▶ **What is required**: Whenever a line in the listing contains "static", copy that line.

#### Source records

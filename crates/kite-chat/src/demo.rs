//! Sample conversation shown in place of an empty log

use std::sync::LazyLock;

use kite_agent::{AgentResult, ResponseMetadata};
use serde_json::json;

use crate::message::Message;

const SAMPLE_AGENT: &str = "Notion Power Agent";

static SAMPLES: LazyLock<Vec<Message>> = LazyLock::new(build_samples);

/// The fixed sample conversation: two user/agent pairs
pub fn sample_messages() -> &'static [Message] {
    &SAMPLES
}

/// Display-only toggle between the real log and the sample conversation.
///
/// Never touches the real log. As soon as the real log has a message it wins,
/// whatever the toggle says.
#[derive(Debug, Clone, Copy, Default, PartialEq, Eq)]
pub struct DemoOverlay {
    enabled: bool,
}

impl DemoOverlay {
    pub fn new(enabled: bool) -> Self {
        Self { enabled }
    }

    pub fn is_enabled(&self) -> bool {
        self.enabled
    }

    pub fn set_enabled(&mut self, enabled: bool) {
        self.enabled = enabled;
    }

    pub fn toggle(&mut self) {
        self.enabled = !self.enabled;
    }

    /// Whether the samples replace `real` right now
    pub fn is_showing_samples(&self, real: &[Message]) -> bool {
        self.enabled && real.is_empty()
    }

    /// The log to render
    pub fn displayed<'a>(&self, real: &'a [Message]) -> &'a [Message] {
        if self.is_showing_samples(real) {
            sample_messages()
        } else {
            real
        }
    }

    /// Text of the `index`-th user message, for re-populating the input.
    ///
    /// Only real messages can be picked; returns `None` while samples show.
    pub fn pick_history<'a>(&self, real: &'a [Message], index: usize) -> Option<&'a str> {
        if self.is_showing_samples(real) {
            return None;
        }
        history(real).nth(index).map(|m| m.content.as_str())
    }
}

/// User messages in conversation order
pub fn history(messages: &[Message]) -> impl Iterator<Item = &Message> {
    messages.iter().filter(|m| m.is_user())
}

fn build_samples() -> Vec<Message> {
    let overview = AgentResult::from_value(json!({
        "summary": "Sample overview of assistant capabilities and example JSON response provided.",
        "data": {
            "action_type": "general",
            "page_title": "",
            "page_url": "",
            "details": "I can assist you with creating new pages or databases, searching for existing pages, updating content or properties, organizing your workspace, managing database entries, and more within your Notion workspace. My responses provide clear summaries, action details, and structured lists of affected pages or results."
        },
        "items": [
            {
                "title": "Sample: Create a Project Database",
                "url": "https://notion.so/sample-project-database-url",
                "type": "database",
                "last_edited": "2024-06-11T10:30:00Z"
            },
            {
                "title": "Sample: Update Meeting Notes Page",
                "url": "https://notion.so/sample-meeting-notes-page-url",
                "type": "page",
                "last_edited": "2024-06-05T14:45:00Z"
            },
            {
                "title": "Sample: Search Results - Marketing",
                "url": "https://notion.so/search-marketing-results",
                "type": "search",
                "last_edited": "2024-06-07T09:15:00Z"
            }
        ]
    }));

    let search = AgentResult::from_value(json!({
        "summary": "Found 2 pages matching your search for \"marketing\".",
        "data": {
            "action_type": "search",
            "page_title": "",
            "page_url": "",
            "details": "Searched your Notion workspace for pages related to \"marketing\". Found 2 results that match your query."
        },
        "items": [
            {
                "title": "Q3 Marketing Strategy",
                "url": "https://notion.so/q3-marketing-strategy",
                "type": "page",
                "last_edited": "2024-06-10T16:20:00Z"
            },
            {
                "title": "Marketing Campaign Tracker",
                "url": "https://notion.so/marketing-campaign-tracker",
                "type": "database",
                "last_edited": "2024-06-09T11:30:00Z"
            }
        ]
    }));

    vec![
        Message::user(
            "sample-1",
            "What can you help me with in my Notion workspace? Show me a sample of how you handle requests.",
            "2024-06-11T11:59:00Z",
        ),
        Message::agent(
            "sample-2",
            "",
            Some(overview),
            Some(metadata("2024-06-11T12:00:00Z")),
            "2024-06-11T12:00:00Z",
        ),
        Message::user(
            "sample-3",
            "Search for pages about marketing",
            "2024-06-11T12:01:00Z",
        ),
        Message::agent(
            "sample-4",
            "",
            Some(search),
            Some(metadata("2024-06-11T12:01:30Z")),
            "2024-06-11T12:01:30Z",
        ),
    ]
}

fn metadata(timestamp: &str) -> ResponseMetadata {
    ResponseMetadata {
        agent_name: Some(SAMPLE_AGENT.to_string()),
        timestamp: Some(timestamp.to_string()),
    }
}

#[cfg(test)]
mod tests {
    use super::*;
    use crate::message::Role;
    use crate::store::ConversationStore;
    use kite_agent::AgentEnvelope;

    #[test]
    fn test_samples_shape() {
        let samples = sample_messages();
        assert_eq!(samples.len(), 4);
        let roles: Vec<Role> = samples.iter().map(|m| m.role).collect();
        assert_eq!(roles, [Role::User, Role::Agent, Role::User, Role::Agent]);
        assert!(samples.iter().all(|m| !m.is_error));
        assert_eq!(samples[1].agent_result.as_ref().unwrap().items.len(), 3);
        assert_eq!(samples[3].agent_result.as_ref().unwrap().items.len(), 2);
        assert!(samples[1].content.is_empty());
    }

    #[test]
    fn test_overlay_shows_samples_only_when_log_empty() {
        let overlay = DemoOverlay::new(true);
        let mut store = ConversationStore::new();
        assert_eq!(overlay.displayed(store.messages()), sample_messages());

        store.submit("hello", "agent-1").unwrap();
        assert_eq!(overlay.displayed(store.messages()), store.messages());

        store.complete(Ok(AgentEnvelope::ok("hi")));
        assert_eq!(overlay.displayed(store.messages()).len(), 2);
        assert!(!overlay.is_showing_samples(store.messages()));
    }

    #[test]
    fn test_overlay_off_shows_real_log() {
        let overlay = DemoOverlay::default();
        assert!(overlay.displayed(&[]).is_empty());
    }

    #[test]
    fn test_toggle() {
        let mut overlay = DemoOverlay::default();
        overlay.toggle();
        assert!(overlay.is_enabled());
        overlay.set_enabled(false);
        assert!(!overlay.is_enabled());
    }

    #[test]
    fn test_pick_history() {
        let real = vec![
            Message::user("user-1", "first", "2024-06-11T12:00:00Z"),
            Message::agent("agent-2", "reply", None, None, "2024-06-11T12:00:01Z"),
            Message::user("user-3", "second", "2024-06-11T12:00:02Z"),
        ];
        let overlay = DemoOverlay::new(true);
        assert_eq!(overlay.pick_history(&real, 0), Some("first"));
        assert_eq!(overlay.pick_history(&real, 1), Some("second"));
        assert_eq!(overlay.pick_history(&real, 2), None);
    }

    #[test]
    fn test_pick_history_ignored_while_samples_show() {
        let overlay = DemoOverlay::new(true);
        assert_eq!(overlay.pick_history(&[], 0), None);
    }
}
#[cfg(test)]
mod tests {
    use super::*;
    use crate::config::{CliOverrides, Config};
    use async_trait::async_trait;
    use kite_agent::{AgentClient, AgentContext, Error};
    use kite_chat::SessionIdentity;
    use parking_lot::Mutex;
    use ratatui::{Terminal, backend::TestBackend};
    use serde_json::json;
    use std::collections::VecDeque;

    struct MockClient {
        replies: Mutex<VecDeque<kite_agent::Result<AgentEnvelope>>>,
    }

    impl MockClient {
        fn new(replies: Vec<kite_agent::Result<AgentEnvelope>>) -> Self {
            Self {
                replies: Mutex::new(replies.into()),
            }
        }
    }

    #[async_trait]
    impl AgentClient for MockClient {
        async fn call(
            &self,
            _message: &str,
            _agent_id: &str,
            _context: &AgentContext,
        ) -> kite_agent::Result<AgentEnvelope> {
            self.replies
                .lock()
                .pop_front()
                .unwrap_or_else(|| Err(Error::Network))
        }
    }

    #[derive(Default)]
    struct MockClipboard {
        written: Mutex<Vec<String>>,
    }

    #[async_trait]
    impl Clipboard for MockClipboard {
        async fn copy(&self, text: &str) -> bool {
            self.written.lock().push(text.to_string());
            true
        }
    }

    struct Harness {
        state: TuiState,
        rx: mpsc::Receiver<UiMessage>,
        clipboard: Arc<MockClipboard>,
    }

    fn harness(replies: Vec<kite_agent::Result<AgentEnvelope>>, sample_data: bool) -> Harness {
        let settings = Config::default().settings_with_env(
            &CliOverrides {
                sample_data,
                ..Default::default()
            },
            |_| None,
        );
        let chat = Chat::with_identity(
            Arc::new(MockClient::new(replies)),
            "agent-1",
            SessionIdentity::from_parts("sess", "user_1_abc"),
        );
        let (tx, rx) = mpsc::channel(8);
        let clipboard = Arc::new(MockClipboard::default());
        let state = TuiState::new(chat, &settings, Theme::dark(), clipboard.clone(), tx);
        Harness {
            state,
            rx,
            clipboard,
        }
    }

    async fn type_text(state: &mut TuiState, text: &str) {
        for c in text.chars() {
            state.handle_action(Action::Char(c), 120).await;
        }
    }

    /// Wait for the spawned call and apply its reply
    async fn deliver(h: &mut Harness) {
        let msg = h.rx.recv().await.unwrap();
        h.state.handle_message(msg);
    }

    fn screen(state: &mut TuiState, width: u16, height: u16) -> String {
        let mut terminal = Terminal::new(TestBackend::new(width, height)).unwrap();
        terminal.draw(|frame| state.render(frame)).unwrap();
        let buffer = terminal.backend().buffer();
        (0..height)
            .map(|y| {
                (0..width)
                    .map(|x| buffer[(x, y)].symbol())
                    .collect::<String>()
            })
            .collect::<Vec<_>>()
            .join("\n")
    }

    fn search_result() -> AgentEnvelope {
        AgentEnvelope::ok(json!({
            "summary": "Found 2 pages",
            "items": [
                {"title": "Roadmap", "url": "https://notion.so/roadmap", "type": "page"},
                {"title": "Notes", "type": "page"}
            ]
        }))
    }

    #[tokio::test]
    async fn test_submit_disables_input_until_reply() {
        let mut h = harness(vec![Ok(AgentEnvelope::ok("Hello there"))], false);
        type_text(&mut h.state, "hi").await;
        h.state.handle_action(Action::Submit, 120).await;

        assert!(h.state.is_loading());
        assert!(!h.state.input.is_enabled());
        assert_eq!(h.state.input.content(), "");

        // Typing and submitting while sending does nothing
        type_text(&mut h.state, "more").await;
        h.state.handle_action(Action::Submit, 120).await;
        assert_eq!(h.state.chat.store().messages().len(), 1);

        deliver(&mut h).await;
        assert!(!h.state.is_loading());
        assert!(h.state.input.is_enabled());
        let messages = h.state.chat.store().messages();
        assert_eq!(messages.len(), 2);
        assert_eq!(messages[1].content, "Hello there");
    }

    #[tokio::test]
    async fn test_blank_submit_is_ignored() {
        let mut h = harness(vec![], false);
        type_text(&mut h.state, "   ").await;
        h.state.handle_action(Action::Submit, 120).await;
        assert!(!h.state.is_loading());
        assert!(h.state.chat.store().is_empty());
    }

    #[tokio::test]
    async fn test_failure_shows_banner_and_escape_dismisses() {
        let mut h = harness(vec![Err(Error::Network)], false);
        type_text(&mut h.state, "hi").await;
        h.state.handle_action(Action::Submit, 120).await;
        deliver(&mut h).await;

        assert!(h.state.banner().is_some());
        assert!(screen(&mut h.state, 100, 30).contains("Esc dismiss"));

        h.state.handle_action(Action::Escape, 120).await;
        assert!(h.state.banner().is_none());
        // The error message itself stays in the log
        assert!(h.state.chat.store().messages()[1].is_error);
    }

    #[tokio::test]
    async fn test_chip_submits_suggestion() {
        let mut h = harness(vec![Ok(AgentEnvelope::ok("Sure"))], false);
        h.state.handle_action(Action::Tab, 120).await;
        assert_eq!(h.state.focus, Focus::Chips);
        h.state.handle_action(Action::Right, 120).await;
        h.state.handle_action(Action::Submit, 120).await;

        assert_eq!(h.state.chat.store().messages()[0].content, SUGGESTIONS[1]);
        assert_eq!(h.state.focus, Focus::Input);
        deliver(&mut h).await;
    }

    #[tokio::test]
    async fn test_quick_action_fills_input() {
        let mut h = harness(vec![], false);
        h.state.set_focus(Focus::Sidebar);
        h.state.handle_action(Action::Down, 120).await;
        h.state.handle_action(Action::Submit, 120).await;

        assert_eq!(h.state.input.content(), QUICK_ACTIONS[1].prompt);
        assert_eq!(h.state.focus, Focus::Input);
        assert!(h.state.chat.store().is_empty());
    }

    #[tokio::test]
    async fn test_history_refills_input() {
        let mut h = harness(vec![Ok(AgentEnvelope::ok("done"))], false);
        type_text(&mut h.state, "list pages").await;
        h.state.handle_action(Action::Submit, 120).await;
        deliver(&mut h).await;

        h.state.set_focus(Focus::Sidebar);
        h.state.sidebar.selected = QUICK_ACTIONS.len();
        h.state.handle_action(Action::Submit, 120).await;
        assert_eq!(h.state.input.content(), "list pages");
    }

    #[tokio::test]
    async fn test_history_pick_is_noop_over_samples() {
        let mut h = harness(vec![], true);
        assert_eq!(h.state.history_len(), 2);

        h.state.set_focus(Focus::Sidebar);
        h.state.sidebar.selected = QUICK_ACTIONS.len();
        h.state.handle_action(Action::Submit, 120).await;
        assert_eq!(h.state.input.content(), "");
        assert_eq!(h.state.focus, Focus::Sidebar);
    }

    #[tokio::test]
    async fn test_sample_toggle_switches_displayed_log() {
        let mut h = harness(vec![], false);
        assert!(h.state.displayed().is_empty());
        assert!(screen(&mut h.state, 100, 30).contains("Welcome to Notion Power Agent"));

        h.state.handle_action(Action::ToggleSampleData, 120).await;
        assert_eq!(h.state.displayed().len(), 4);
        let out = screen(&mut h.state, 100, 40);
        assert!(out.contains("Sample Data: On"));
        assert!(!out.contains("Welcome to"));

        h.state.handle_action(Action::ToggleSampleData, 120).await;
        assert!(h.state.displayed().is_empty());
    }

    #[tokio::test]
    async fn test_copy_selected_item() {
        let mut h = harness(vec![Ok(search_result())], false);
        type_text(&mut h.state, "search").await;
        h.state.handle_action(Action::Submit, 120).await;
        deliver(&mut h).await;

        assert!(h.state.focusable().contains(&Focus::Results));
        h.state.set_focus(Focus::Results);
        h.state.handle_action(Action::Char('c'), 120).await;
        h.state.handle_action(Action::Down, 120).await;
        h.state.handle_action(Action::Char('c'), 120).await;

        assert_eq!(
            *h.clipboard.written.lock(),
            vec!["https://notion.so/roadmap".to_string(), "Notes".to_string()]
        );
        let agent_id = h.state.chat.store().messages()[1].id.clone();
        let current = h.state.copy.current(Instant::now()).cloned();
        assert_eq!(current, Some(kite_chat::ItemKey::new(agent_id, 1)));
        assert!(screen(&mut h.state, 120, 40).contains("copied"));
    }

    #[tokio::test]
    async fn test_clear_resets_log_and_focus() {
        let mut h = harness(vec![Ok(search_result())], false);
        type_text(&mut h.state, "search").await;
        h.state.handle_action(Action::Submit, 120).await;
        deliver(&mut h).await;
        h.state.set_focus(Focus::Results);

        h.state.handle_action(Action::Clear, 120).await;
        assert!(h.state.chat.store().is_empty());
        assert_eq!(h.state.focus, Focus::Input);
    }

    #[tokio::test]
    async fn test_focus_cycle_skips_hidden_panes() {
        let mut h = harness(vec![], false);
        h.state.handle_action(Action::Unknown, 120).await;
        assert_eq!(h.state.focusable(), vec![Focus::Input, Focus::Chips, Focus::Sidebar]);

        h.state.handle_action(Action::ToggleSidebar, 120).await;
        assert_eq!(h.state.focusable(), vec![Focus::Input, Focus::Chips]);

        h.state.handle_action(Action::BackTab, 120).await;
        assert_eq!(h.state.focus, Focus::Chips);
        h.state.handle_action(Action::Tab, 120).await;
        assert_eq!(h.state.focus, Focus::Input);
    }

    #[tokio::test]
    async fn test_narrow_terminal_keeps_focus_off_sidebar() {
        let mut h = harness(vec![], false);
        h.state.handle_action(Action::Tab, 120).await;
        h.state.handle_action(Action::Tab, 120).await;
        assert_eq!(h.state.focus, Focus::Sidebar);

        // Below the sidebar threshold the pane is not drawn and not reachable
        assert!(!screen(&mut h.state, 60, 30).contains("QUICK ACTIONS"));
        assert_eq!(h.state.focus, Focus::Input);
        assert_eq!(h.state.focusable(), vec![Focus::Input, Focus::Chips]);

        h.state.handle_action(Action::Tab, 60).await;
        h.state.handle_action(Action::Tab, 60).await;
        assert_eq!(h.state.focus, Focus::Input);
    }

    #[tokio::test]
    async fn test_long_history_keeps_selection_visible() {
        let replies = (0..12).map(|i| Ok(AgentEnvelope::ok(format!("done {i}")))).collect();
        let mut h = harness(replies, false);
        for i in 0..12 {
            type_text(&mut h.state, &format!("prompt {i:02}")).await;
            h.state.handle_action(Action::Submit, 120).await;
            deliver(&mut h).await;
        }

        h.state.set_focus(Focus::Sidebar);
        h.state.sidebar.selected = QUICK_ACTIONS.len() + 11;
        let out = screen(&mut h.state, 120, 30);
        assert!(out.contains("› prompt 11"));
        assert!(out.contains("HISTORY"));
    }

    #[tokio::test]
    async fn test_loading_screen_shows_spinner_and_status() {
        let mut h = harness(vec![Ok(AgentEnvelope::ok("ok"))], false);
        type_text(&mut h.state, "hello").await;
        h.state.handle_action(Action::Submit, 120).await;

        let out = screen(&mut h.state, 110, 30);
        assert!(out.contains("Notion Power Agent is working..."));
        assert!(out.contains("Processing request..."));
        assert!(!out.contains("What can you help me with?"));

        deliver(&mut h).await;
        let out = screen(&mut h.state, 110, 30);
        assert!(out.contains("Ready"));
        assert!(out.contains("What can you help me with?"));
    }

    #[tokio::test]
    async fn test_quit_keys() {
        let mut h = harness(vec![], false);
        assert!(!h.state.handle_action(Action::Quit, 120).await);
        assert!(!h.state.handle_action(Action::Interrupt, 120).await);
    }
}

########

▶ **Exercise output**:
static SAMPLES: LazyLock<Vec<Message>> = LazyLock::new(build_samples);
pub fn sample_messages() -> &'static [Message] {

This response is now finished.